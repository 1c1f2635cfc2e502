//! Contract Invariant Tests
//!
//! End-to-end editing scenarios against the public API.

use std::time::Instant;

use stacker_core::{
    editor::column_layout,
    modules::{Module, ModuleKind},
    pipeline::ReplayScript,
    Document, DocumentHost, DragInput, DragKey, EditPipeline, EditRequest, EditorConfig, EditorInput,
    Point, StackerEditor, StudioError,
};

/// `[header, paragraph(A), image(B), footer]`
fn create_test_document() -> Document {
    Document::from_modules(vec![
        Module::with_content("H", ModuleKind::Header.default_content()),
        Module::with_content("A", ModuleKind::Paragraph.default_content()),
        Module::with_content("B", ModuleKind::ImageSquare.default_content()),
        Module::with_content("F", ModuleKind::Footer.default_content()),
    ])
}

fn ids(document: &Document) -> Vec<&str> {
    document.modules.iter().map(|m| m.id.as_str()).collect()
}

/// Run pointer/keyboard inputs through an editor owning `document`.
fn drive(document: Document, inputs: Vec<DragInput>) -> DocumentHost {
    let config = EditorConfig::default();
    let mut editor = StackerEditor::new(&config);
    let mut host = DocumentHost::new(document);
    for input in inputs {
        let layout = column_layout(&host.document, 600.0, 100.0);
        let snapshot = host.document.clone();
        editor.handle(&EditorInput::Drag(input), &snapshot, &layout, &mut host, Instant::now());
    }
    host
}

#[test]
fn invariant_drag_a_to_b() {
    let host = drive(
        create_test_document(),
        vec![
            DragInput::PointerDown { id: "A".into(), pos: Point::new(20.0, 150.0) },
            DragInput::PointerMove { pos: Point::new(20.0, 200.0) },
            DragInput::PointerMove { pos: Point::new(20.0, 250.0) },
            DragInput::PointerUp { pos: Point::new(20.0, 250.0) },
        ],
    );
    assert_eq!(ids(&host.document), vec!["H", "B", "A", "F"]);
}

#[test]
fn invariant_drag_onto_self_unchanged() {
    let before = create_test_document();
    let host = drive(
        before.clone(),
        vec![
            DragInput::PointerDown { id: "A".into(), pos: Point::new(20.0, 150.0) },
            DragInput::PointerMove { pos: Point::new(40.0, 160.0) },
            DragInput::PointerUp { pos: Point::new(40.0, 160.0) },
        ],
    );
    assert_eq!(host.document, before);
    assert_eq!(host.document.fingerprint().unwrap(), before.fingerprint().unwrap());
}

#[test]
fn invariant_cancel_mid_gesture_unchanged() {
    let before = create_test_document();
    let host = drive(
        before.clone(),
        vec![
            DragInput::PointerDown { id: "A".into(), pos: Point::new(20.0, 150.0) },
            DragInput::PointerMove { pos: Point::new(20.0, 250.0) },
            DragInput::Key { key: DragKey::Escape, focused: None },
            DragInput::PointerUp { pos: Point::new(20.0, 250.0) },
        ],
    );
    assert_eq!(host.document, before);
}

#[test]
fn invariant_locked_modules_cannot_be_dragged() {
    let before = create_test_document();
    let host = drive(
        before.clone(),
        vec![
            DragInput::PointerDown { id: "H".into(), pos: Point::new(20.0, 50.0) },
            DragInput::PointerMove { pos: Point::new(20.0, 250.0) },
            DragInput::PointerUp { pos: Point::new(20.0, 250.0) },
        ],
    );
    assert_eq!(host.document, before);
    assert_eq!(before.sortable_ids(), vec!["A", "B"]);
}

#[test]
fn invariant_keyboard_reorder() {
    let host = drive(
        create_test_document(),
        vec![
            DragInput::Key { key: DragKey::Activate, focused: Some("B".into()) },
            DragInput::Key { key: DragKey::Up, focused: None },
            DragInput::Key { key: DragKey::Up, focused: None },
            DragInput::Key { key: DragKey::Up, focused: None },
            DragInput::Key { key: DragKey::Activate, focused: None },
        ],
    );
    assert_eq!(ids(&host.document), vec!["H", "B", "A", "F"]);
}

#[test]
fn invariant_add_quote_before_footer() {
    let doc = Document::from_modules(vec![
        Module::with_content("H", ModuleKind::Header.default_content()),
        Module::with_content("A", ModuleKind::Paragraph.default_content()),
        Module::with_content("F", ModuleKind::Footer.default_content()),
    ]);
    let outcome = EditPipeline::default()
        .apply(&doc, &EditRequest::Add { kind: ModuleKind::Quote })
        .unwrap();

    let new_id = outcome.added_id.unwrap();
    assert!(doc.get(&new_id).is_none());
    assert_eq!(ids(&outcome.document), vec!["H", "A", new_id.as_str(), "F"]);
    assert_eq!(outcome.document.modules[2].kind(), Some(ModuleKind::Quote));
}

#[test]
fn invariant_delete_b() {
    let outcome = EditPipeline::default()
        .apply(&create_test_document(), &EditRequest::Delete { id: "B".into() })
        .unwrap();
    assert!(outcome.changed);
    assert_eq!(ids(&outcome.document), vec!["H", "A", "F"]);
}

#[test]
fn invariant_locked_types_not_addable() {
    let result = EditPipeline::default().apply(&create_test_document(), &EditRequest::Add { kind: ModuleKind::Header });
    assert!(matches!(result, Err(StudioError::NotAddable(ModuleKind::Header))));
}

#[test]
fn invariant_pipeline_self_reorder_reports_unchanged() {
    let doc = create_test_document();
    let outcome = EditPipeline::default()
        .apply(
            &doc,
            &EditRequest::Reorder {
                active_id: "A".into(),
                over_id: "A".into(),
            },
        )
        .unwrap();
    assert!(!outcome.changed);
    assert_eq!(outcome.document, doc);
}

#[test]
fn invariant_pipeline_rejects_duplicate_ids() {
    let doc = Document::from_modules(vec![
        Module::with_content("A", ModuleKind::Paragraph.default_content()),
        Module::with_content("A", ModuleKind::Quote.default_content()),
    ]);
    let err = EditPipeline::default()
        .apply(&doc, &EditRequest::Delete { id: "A".into() })
        .unwrap_err();
    assert!(err.to_string().contains("Validation failed"));
}

#[test]
fn invariant_unknown_id_errors_for_explicit_edits() {
    let err = EditPipeline::default()
        .apply(&create_test_document(), &EditRequest::Delete { id: "nope".into() })
        .unwrap_err();
    assert!(err.to_string().contains("Module not found"));
}

#[test]
fn invariant_pipeline_rejects_locked_reorder() {
    let doc = Document::from_modules(vec![
        Module::with_content("H", ModuleKind::Header.default_content()),
        Module::with_content("A", ModuleKind::Paragraph.default_content()),
        Module::with_content("F", ModuleKind::Footer.default_content()),
    ]);
    let result = EditPipeline::default().apply(
        &doc,
        &EditRequest::Reorder {
            active_id: "H".into(),
            over_id: "F".into(),
        },
    );
    assert!(matches!(result, Err(StudioError::LockedModule(id)) if id == "H"));
    assert_eq!(ids(&doc), vec!["H", "A", "F"]);
}

#[test]
fn invariant_unknown_module_survives_edits() {
    let doc: Document = serde_json::from_value(serde_json::json!({
        "modules": [
            { "id": "H", "type": "header", "heading": "Launch" },
            { "id": "x", "type": "video", "src": "clip.mp4", "autoplay": true },
            { "id": "F", "type": "footer", "text": "Acme" }
        ]
    }))
    .unwrap();

    let outcome = EditPipeline::default()
        .apply(&doc, &EditRequest::Add { kind: ModuleKind::Quote })
        .unwrap();

    let written = serde_json::to_value(&outcome.document).unwrap();
    assert_eq!(
        written["modules"][1],
        serde_json::json!({ "id": "x", "type": "video", "src": "clip.mp4", "autoplay": true })
    );
    let reloaded: Document = serde_json::from_value(written).unwrap();
    assert_eq!(reloaded, outcome.document);
}

#[test]
fn invariant_replay_script_from_json() {
    let script: ReplayScript = serde_json::from_value(serde_json::json!({
        "inputs": [
            { "action": "select", "id": "B" },
            { "action": "drag", "kind": "pointer_down", "id": "A", "pos": { "x": 20, "y": 150 } },
            { "action": "drag", "kind": "pointer_move", "pos": { "x": 20, "y": 250 } },
            { "action": "drag", "kind": "pointer_up", "pos": { "x": 20, "y": 250 } },
            { "action": "delete", "id": "B" },
            { "action": "open_menu" },
            { "action": "add_module", "kind": "divider" }
        ]
    }))
    .unwrap();

    let outcome = EditPipeline::default()
        .replay(&create_test_document(), &script)
        .unwrap();

    assert_eq!(outcome.selected, None);
    let kinds: Vec<_> = outcome.document.modules.iter().map(|m| m.kind()).collect();
    assert_eq!(
        kinds,
        vec![
            Some(ModuleKind::Header),
            Some(ModuleKind::Paragraph),
            Some(ModuleKind::Divider),
            Some(ModuleKind::Footer),
        ]
    );
    assert_eq!(outcome.document.modules[1].id, "A");
}

#[test]
fn invariant_document_file_round_trip() {
    let dir = tempfile::tempdir().unwrap();
    let path = dir.path().join("doc.json");
    let doc = Document::new_stacker("Launch", "Acme");
    std::fs::write(&path, serde_json::to_string_pretty(&doc).unwrap()).unwrap();
    assert_eq!(Document::load(&path).unwrap(), doc);
}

### Work to be completed
The string to find is "written"; copy every line of the listing that has it.

### Solution for this exercise
    let written = serde_json::to_value(&outcome.document).unwrap();
        written["modules"][1],
    let reloaded: Document = serde_json::from_value(written).unwrap();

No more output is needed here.